Ramucirumab, a human monoclonal antibody against VEGFR2, was evaluated for efficacy and safety in the global, randomized, double-blind, placebo-controlled, phase III REACH study (16). Although no significant benefit in mOS was seen in the study population as a whole, the predefined subgroup of patients having baseline alpha fetoprotein (AFP) levels above 400 ng/mL showed a significant improvement in mOS (HR, 0.67; 95% CI, 0.51 – 0.90; p = 0.006). The subsequent randomized, double-blind, placebo-controlled, phase III REACH-2 study further validated these findings. In advanced HCC patients with baseline AFP levels above 400 ng/mL who had progressed on prior sorafenib therapy, mOS (HR, 0.71; 95% CI, 0.53 – 0.95; p = 0.0199) and PFS (HR, 0.45; 95% CI, 0.34 – 0.60; p < 0.0001) were found to significantly favor ramucirumab monotherapy over placebo (16, 17). In the ramucirumab group, hypertension and hyponatremia were the only grade 3 or worse treatment-emergent adverse events observed in 5% or more of patients and occurring at higher frequencies than in the placebo group (17).
It is worthwhile to note that the adverse events seen with the use of targeted therapies are different from the irAEs usually seen with the use of ICIs. These reactions are said to be unpredictable, potentially long-term and can affect any organ system (20). Commonly seen irAEs in HCC include fatigue, pyrexia, rash, pruritus, diarrhea, decreased appetite, nausea, abdominal pain, constipation, hepatitis, and hypothyroidism (20).

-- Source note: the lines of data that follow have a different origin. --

//! Clap derive structures for the `huectl` CLI.
//!
//! The surface is flat flags rather than subcommands: one bridge
//! selection flag plus at most one action flag per invocation, with
//! `;`-separated light lists and `name|v1;v2;v3` payloads.

use std::path::PathBuf;

use clap::{Args, Parser, ValueEnum};

use huectl_core::LightLevels;

use crate::error::CliError;

// ── Top-Level CLI ────────────────────────────────────────────────────

/// huectl -- control Philips Hue bridges from the command line
#[derive(Debug, Parser)]
#[command(
    name = "huectl",
    version,
    about = "Control Philips Hue smart-lighting bridges",
    long_about = "Register Hue bridges, enumerate lights, and switch, dim, and\n\
        recolor lights individually or in named groups.\n\n\
        Light lists are separated by semicolons: --on 'Desk;Hallway'.\n\
        Attribute payloads take the form 'name|bri;sat;hue' where empty\n\
        segments leave the attribute unchanged."
)]
pub struct Cli {
    #[command(flatten)]
    pub global: GlobalOpts,

    #[command(flatten)]
    pub actions: ActionFlags,
}

// ── Global Options ───────────────────────────────────────────────────

#[derive(Debug, Args)]
pub struct GlobalOpts {
    /// Bridge to operate on
    #[arg(long = "bridge", short = 'b', value_name = "BRIDGE", env = "HUECTL_BRIDGE")]
    pub bridge: Option<String>,

    /// Output format
    #[arg(
        long,
        short = 'o',
        env = "HUECTL_OUTPUT",
        default_value = "table",
        value_enum
    )]
    pub output: OutputFormat,

    /// Increase verbosity (-v, -vv, -vvv)
    #[arg(long, short = 'v', action = clap::ArgAction::Count)]
    pub verbose: u8,

    /// Suppress non-error output
    #[arg(long, short = 'q')]
    pub quiet: bool,

    /// Request timeout in seconds
    #[arg(long, env = "HUECTL_TIMEOUT", default_value = "30", value_name = "SECS")]
    pub timeout: u64,

    /// Directory holding per-bridge state and lock files
    #[arg(long, env = "HUECTL_STORE_DIR", value_name = "DIR")]
    pub store_dir: Option<PathBuf>,
}

#[derive(Debug, Clone, ValueEnum)]
pub enum OutputFormat {
    /// Pretty table (default, interactive)
    Table,
    /// Pretty-printed JSON
    Json,
    /// Plain text, one value per line (scripting)
    Plain,
}

// ── Action Flags ─────────────────────────────────────────────────────

/// The action surface. At most one action per invocation.
#[derive(Debug, Args)]
#[group(id = "action", multiple = false)]
pub struct ActionFlags {
    /// Show all initialized bridges
    #[arg(long)]
    pub show_bridges: bool,

    /// Initialize a new bridge (press the sync button first)
    #[arg(long, num_args = 2, value_names = ["NAME", "IP"])]
    pub init_bridge: Option<Vec<String>>,

    /// List lights connected to the bridge
    #[arg(long)]
    pub show_lights: bool,

    /// List groups defined for the bridge
    #[arg(long)]
    pub show_groups: bool,

    /// List scenes stored for the bridge
    #[arg(long)]
    pub show_scenes: bool,

    /// Turn on lights by name
    #[arg(long, value_name = "LIGHTS")]
    pub on: Option<String>,

    /// Turn off lights by name
    #[arg(long, value_name = "LIGHTS")]
    pub off: Option<String>,

    /// Toggle lights individually by name
    #[arg(long, value_name = "LIGHTS")]
    pub toggle: Option<String>,

    /// Turn on all lights in a group
    #[arg(long, value_name = "GROUP")]
    pub group_on: Option<String>,

    /// Turn off all lights in a group
    #[arg(long, value_name = "GROUP")]
    pub group_off: Option<String>,

    /// Toggle each light in a group individually
    #[arg(long, value_name = "GROUP")]
    pub toggle_group: Option<String>,

    /// Create a group of lights: 'group|light1;light2'
    #[arg(long, value_name = "GROUP|LIGHTS")]
    pub create_group: Option<String>,

    /// Remove a group by name
    #[arg(long, value_name = "GROUP")]
    pub remove_group: Option<String>,

    /// Set brightness, saturation, and hue: 'light|b;s;h'
    #[arg(long, value_name = "LIGHT|B;S;H")]
    pub set_bsh: Option<String>,

    /// Set brightness, saturation, and hue for a group: 'group|b;s;h'
    #[arg(long, value_name = "GROUP|B;S;H")]
    pub set_bsh_group: Option<String>,

    /// Increment brightness, saturation, and hue: 'light|b;s;h'
    #[arg(long, value_name = "LIGHT|B;S;H")]
    pub inc_bsh: Option<String>,

    /// Increment brightness, saturation, and hue for a group: 'group|b;s;h'
    #[arg(long, value_name = "GROUP|B;S;H")]
    pub inc_bsh_group: Option<String>,

    /// Capture the current state of lights into a scene: 'scene|light1;light2'
    #[arg(long, value_name = "SCENE|LIGHTS")]
    pub save_scene: Option<String>,

    /// Re-apply a stored scene
    #[arg(long, value_name = "SCENE")]
    pub apply_scene: Option<String>,

    /// Remove a scene by name
    #[arg(long, value_name = "SCENE")]
    pub remove_scene: Option<String>,

    /// Remove the lockfile for the bridge
    #[arg(long)]
    pub reset_lock: bool,
}

// ── Resolved Action ──────────────────────────────────────────────────

/// One fully parsed action, payload grammar included.
#[derive(Debug, Clone, PartialEq, Eq)]
pub enum Action {
    ShowBridges,
    InitBridge { name: String, address: String },
    ShowLights,
    ShowGroups,
    ShowScenes,
    Power { lights: Vec<String>, on: bool },
    Toggle { lights: Vec<String> },
    GroupPower { group: String, on: bool },
    ToggleGroup { group: String },
    CreateGroup { group: String, lights: Vec<String> },
    RemoveGroup { group: String },
    SetLevels { light: String, levels: LightLevels },
    SetGroupLevels { group: String, levels: LightLevels },
    IncLevels { light: String, levels: LightLevels },
    IncGroupLevels { group: String, levels: LightLevels },
    SaveScene { scene: String, lights: Vec<String> },
    ApplyScene { scene: String },
    RemoveScene { scene: String },
    ResetLock,
}

impl Action {
    /// Whether the action mutates bridge or store state and therefore
    /// takes the per-bridge lock.
    pub fn is_mutating(&self) -> bool {
        !matches!(
            self,
            Self::ShowBridges
                | Self::InitBridge { .. }
                | Self::ShowLights
                | Self::ShowGroups
                | Self::ShowScenes
                | Self::ResetLock
        )
    }
}

impl ActionFlags {
    /// Resolve the flag surface into at most one action.
    ///
    /// Clap's arg group guarantees no two action flags were given;
    /// `None` means "nothing to do".
    pub fn resolve(&self) -> Result<Option<Action>, CliError> {
        if self.show_bridges {
            return Ok(Some(Action::ShowBridges));
        }
        if let Some(ref pair) = self.init_bridge {
            // num_args = 2 guarantees exactly two values.
            return Ok(Some(Action::InitBridge {
                name: pair[0].clone(),
                address: pair[1].clone(),
            }));
        }
        if self.show_lights {
            return Ok(Some(Action::ShowLights));
        }
        if self.show_groups {
            return Ok(Some(Action::ShowGroups));
        }
        if self.show_scenes {
            return Ok(Some(Action::ShowScenes));
        }
        if let Some(ref raw) = self.on {
            return Ok(Some(Action::Power {
                lights: split_list(raw),
                on: true,
            }));
        }
        if let Some(ref raw) = self.off {
            return Ok(Some(Action::Power {
                lights: split_list(raw),
                on: false,
            }));
        }
        if let Some(ref raw) = self.toggle {
            return Ok(Some(Action::Toggle {
                lights: split_list(raw),
            }));
        }
        if let Some(ref group) = self.group_on {
            return Ok(Some(Action::GroupPower {
                group: group.clone(),
                on: true,
            }));
        }
        if let Some(ref group) = self.group_off {
            return Ok(Some(Action::GroupPower {
                group: group.clone(),
                on: false,
            }));
        }
        if let Some(ref group) = self.toggle_group {
            return Ok(Some(Action::ToggleGroup {
                group: group.clone(),
            }));
        }
        if let Some(ref raw) = self.create_group {
            let (group, payload) = split_pair(raw, "create-group")?;
            return Ok(Some(Action::CreateGroup {
                group,
                lights: split_list(&payload),
            }));
        }
        if let Some(ref group) = self.remove_group {
            return Ok(Some(Action::RemoveGroup {
                group: group.clone(),
            }));
        }
        if let Some(ref raw) = self.set_bsh {
            let (light, payload) = split_pair(raw, "set-bsh")?;
            return Ok(Some(Action::SetLevels {
                light,
                levels: parse_levels(&payload, "set-bsh")?,
            }));
        }
        if let Some(ref raw) = self.set_bsh_group {
            let (group, payload) = split_pair(raw, "set-bsh-group")?;
            return Ok(Some(Action::SetGroupLevels {
                group,
                levels: parse_levels(&payload, "set-bsh-group")?,
            }));
        }
        if let Some(ref raw) = self.inc_bsh {
            let (light, payload) = split_pair(raw, "inc-bsh")?;
            return Ok(Some(Action::IncLevels {
                light,
                levels: parse_levels(&payload, "inc-bsh")?,
            }));
        }
        if let Some(ref raw) = self.inc_bsh_group {
            let (group, payload) = split_pair(raw, "inc-bsh-group")?;
            return Ok(Some(Action::IncGroupLevels {
                group,
                levels: parse_levels(&payload, "inc-bsh-group")?,
            }));
        }
        if let Some(ref raw) = self.save_scene {
            let (scene, payload) = split_pair(raw, "save-scene")?;
            return Ok(Some(Action::SaveScene {
                scene,
                lights: split_list(&payload),
            }));
        }
        if let Some(ref scene) = self.apply_scene {
            return Ok(Some(Action::ApplyScene {
                scene: scene.clone(),
            }));
        }
        if let Some(ref scene) = self.remove_scene {
            return Ok(Some(Action::RemoveScene {
                scene: scene.clone(),
            }));
        }
        if self.reset_lock {
            return Ok(Some(Action::ResetLock));
        }
        Ok(None)
    }
}

// ── Payload grammar ──────────────────────────────────────────────────

/// Split a `;`-separated light list, dropping empty segments.
fn split_list(raw: &str) -> Vec<String> {
    raw.split(';')
        .map(str::trim)
        .filter(|s| !s.is_empty())
        .map(String::from)
        .collect()
}

/// Split a `name|payload` pair.
fn split_pair(raw: &str, flag: &str) -> Result<(String, String), CliError> {
    match raw.split_once('|') {
        Some((name, payload)) if !name.is_empty() => Ok((name.to_string(), payload.to_string())),
        _ => Err(CliError::Validation {
            field: flag.to_string(),
            reason: format!("expected 'name|payload', got '{raw}'"),
        }),
    }
}

/// Parse a `b;s;h` payload. Empty segments mean "leave unchanged" and
/// parse to absent, not zero.
fn parse_levels(raw: &str, flag: &str) -> Result<LightLevels, CliError> {
    let segments: Vec<&str> = raw.split(';').collect();
    if segments.len() > 3 {
        return Err(CliError::Validation {
            field: flag.to_string(),
            reason: format!("expected at most three ';'-separated values, got '{raw}'"),
        });
    }

    let parse = |index: usize| -> Result<Option<i64>, CliError> {
        match segments.get(index).map(|s| s.trim()) {
            None | Some("") => Ok(None),
            Some(value) => value.parse().map(Some).map_err(|_| CliError::Validation {
                field: flag.to_string(),
                reason: format!("'{value}' is not an integer"),
            }),
        }
    };

    Ok(LightLevels {
        brightness: parse(0)?,
        saturation: parse(1)?,
        hue: parse(2)?,
    })
}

Notably, all the prospective trials mentioned above were restricted to patients with a good performance status (ECOG 0-1) and limited liver dysfunction (Child-Pugh, CP, class A). Clinical data for patients with CP class B disease are limited, but they highlight the unmet need to evaluate these and additional agents in patients with CP class B liver function in future trials (32, 33).

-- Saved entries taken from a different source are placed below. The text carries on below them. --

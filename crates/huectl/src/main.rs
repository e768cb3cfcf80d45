mod cli;
mod commands;
mod error;
mod output;

use clap::Parser;
use tracing_subscriber::EnvFilter;

use crate::cli::Cli;
use crate::error::CliError;

#[tokio::main(flavor = "current_thread")]
async fn main() {
    // Parse CLI arguments
    let cli = Cli::parse();

    // Setup tracing based on verbosity
    init_tracing(cli.global.verbose);

    // Dispatch and handle errors with proper exit codes
    if let Err(err) = run(cli).await {
        let code = err.exit_code();
        eprintln!("{:?}", miette::Report::new(err));
        std::process::exit(code);
    }
}

fn init_tracing(verbosity: u8) {
    let filter = match verbosity {
        0 => "warn",
        1 => "info",
        2 => "debug",
        _ => "trace",
    };

    tracing_subscriber::fmt()
        .with_env_filter(
            EnvFilter::try_from_default_env().unwrap_or_else(|_| EnvFilter::new(filter)),
        )
        .with_target(false)
        .init();
}

async fn run(cli: Cli) -> Result<(), CliError> {
    let Some(action) = cli.actions.resolve()? else {
        // Nothing to do: point at the help text and exit with a usage
        // status.
        eprintln!("No action given. Try --help for all available options.");
        std::process::exit(error::exit_code::USAGE);
    };

    tracing::debug!(?action, "dispatching action");
    commands::dispatch(action, &cli.global).await
}
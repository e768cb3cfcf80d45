//! Command handlers, one module per domain, plus dispatch and the
//! per-bridge lock discipline.

pub mod bridges;
pub mod groups;
pub mod lights;
pub mod scenes;

use std::time::Duration;

use huectl_core::{BridgeLock, BridgeSession, BridgeStore, TransportConfig};

use crate::cli::{Action, GlobalOpts};
use crate::error::CliError;

/// Dispatch a resolved action.
///
/// Mutating bridge actions run under the advisory lockfile: acquisition
/// is fail-fast (an existing lockfile is left untouched and the action
/// is not performed), and the lock is released even when the action
/// fails. `--reset-lock` bypasses acquisition by design.
pub async fn dispatch(action: Action, global: &GlobalOpts) -> Result<(), CliError> {
    let store = open_store(global)?;

    match action {
        Action::ShowBridges => bridges::show_bridges(&store, global),
        Action::InitBridge { name, address } => {
            bridges::init_bridge(&store, &name, &address, global).await
        }
        action => {
            let bridge = global.bridge.clone().ok_or(CliError::NoBridge)?;

            if matches!(action, Action::ResetLock) {
                return bridges::reset_lock(&store, &bridge, global);
            }

            let session = open_session(&bridge, &store, global).await?;

            if action.is_mutating() {
                let lock = BridgeLock::acquire(&store, &bridge)?;
                let result = run(session, action, global).await;
                let released = lock.release();
                result?;
                released?;
                Ok(())
            } else {
                run(session, action, global).await
            }
        }
    }
}

fn open_store(global: &GlobalOpts) -> Result<BridgeStore, CliError> {
    match &global.store_dir {
        Some(dir) => Ok(BridgeStore::at(dir)?),
        None => Ok(BridgeStore::open_default()?),
    }
}

pub(crate) fn transport(global: &GlobalOpts) -> TransportConfig {
    TransportConfig {
        timeout: Duration::from_secs(global.timeout),
    }
}

async fn open_session(
    bridge: &str,
    store: &BridgeStore,
    global: &GlobalOpts,
) -> Result<BridgeSession, CliError> {
    tracing::debug!(bridge, "opening bridge session");
    Ok(BridgeSession::open(bridge, None, store.clone(), &transport(global)).await?)
}

/// Run a bridge-scoped action against an open session.
async fn run(
    mut session: BridgeSession,
    action: Action,
    global: &GlobalOpts,
) -> Result<(), CliError> {
    match action {
        Action::ShowLights => lights::show(&session, global),
        Action::Power { lights, on } => lights::power(&session, &lights, on, global).await,
        Action::Toggle { lights } => lights::toggle(&session, &lights, global).await,
        Action::SetLevels { light, levels } => {
            lights::set_levels(&session, &light, levels, global).await
        }
        Action::IncLevels { light, levels } => {
            lights::inc_levels(&session, &light, levels, global).await
        }

        Action::ShowGroups => groups::show(&session, global),
        Action::GroupPower { group, on } => groups::power(&session, &group, on, global).await,
        Action::ToggleGroup { group } => groups::toggle(&session, &group, global).await,
        Action::CreateGroup { group, lights } => {
            groups::create(&mut session, &group, &lights, global).await
        }
        Action::RemoveGroup { group } => groups::remove(&mut session, &group, global),
        Action::SetGroupLevels { group, levels } => {
            groups::set_levels(&session, &group, levels, global).await
        }
        Action::IncGroupLevels { group, levels } => {
            groups::inc_levels(&session, &group, levels, global).await
        }

        Action::ShowScenes => scenes::show(&session, global),
        Action::SaveScene { scene, lights } => {
            scenes::save(&mut session, &scene, &lights, global).await
        }
        Action::ApplyScene { scene } => scenes::apply(&session, &scene, global).await,
        Action::RemoveScene { scene } => scenes::remove(&mut session, &scene, global),

        Action::ShowBridges | Action::InitBridge { .. } | Action::ResetLock => {
            unreachable!("handled before session construction")
        }
    }
}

Notable therapeutic targets: historical perspectives and future directions
c-Met
The MET (MET proto-oncogene, receptor tyrosine kinase) gene is responsible for encoding the c-Met (mesenchymal-epithelial transition factor) protein, which is the cell surface receptor for hepatocyte growth factor (HGF). The expression of c-Met is seen on epithelial cells, endothelial cells, neurons, hepatocytes, and hematopoietic cells (34). A complex interplay exists between HCC and the cellular functions regulated by c-Met. Liver disease is known to increase demands for hepatocyte proliferation, which in turn promotes the up-regulation of c-Met activity. Although this increase in activity is beneficial in chronic liver disease, an aberrant increase in c-Met activity results in oncogenic cellular effects and contributes to tumorigenesis, proliferation, and metastasis in HCC (34–36). A significant increase in MET mRNA expression is seen in hepatitis, liver cirrhosis, and HCC (37). Although the c-Met protein was found to be overexpressed in 27.9% of HCC tumor specimens (from 287 patients with HCC), there was no prognostic impact of this finding in patients after surgical resection (38). c-Met/HGF and related pathways also play a role in the development of resistance to sorafenib therapy in patients with HCC (39–41). c-Met expression was hence thought to be an important therapeutic target in HCC and led to trials with agents inhibiting the cellular effects of c-Met activation by HGF in patients with HCC. While the currently-approved agent cabozantinib also inhibits c-Met activity as part of its spectrum of kinase inhibition, several clinical trials have assessed the utility of more potent c-Met inhibitors – including tivantinib, tepotinib, capmatinib, and golvatinib - have been completed (42).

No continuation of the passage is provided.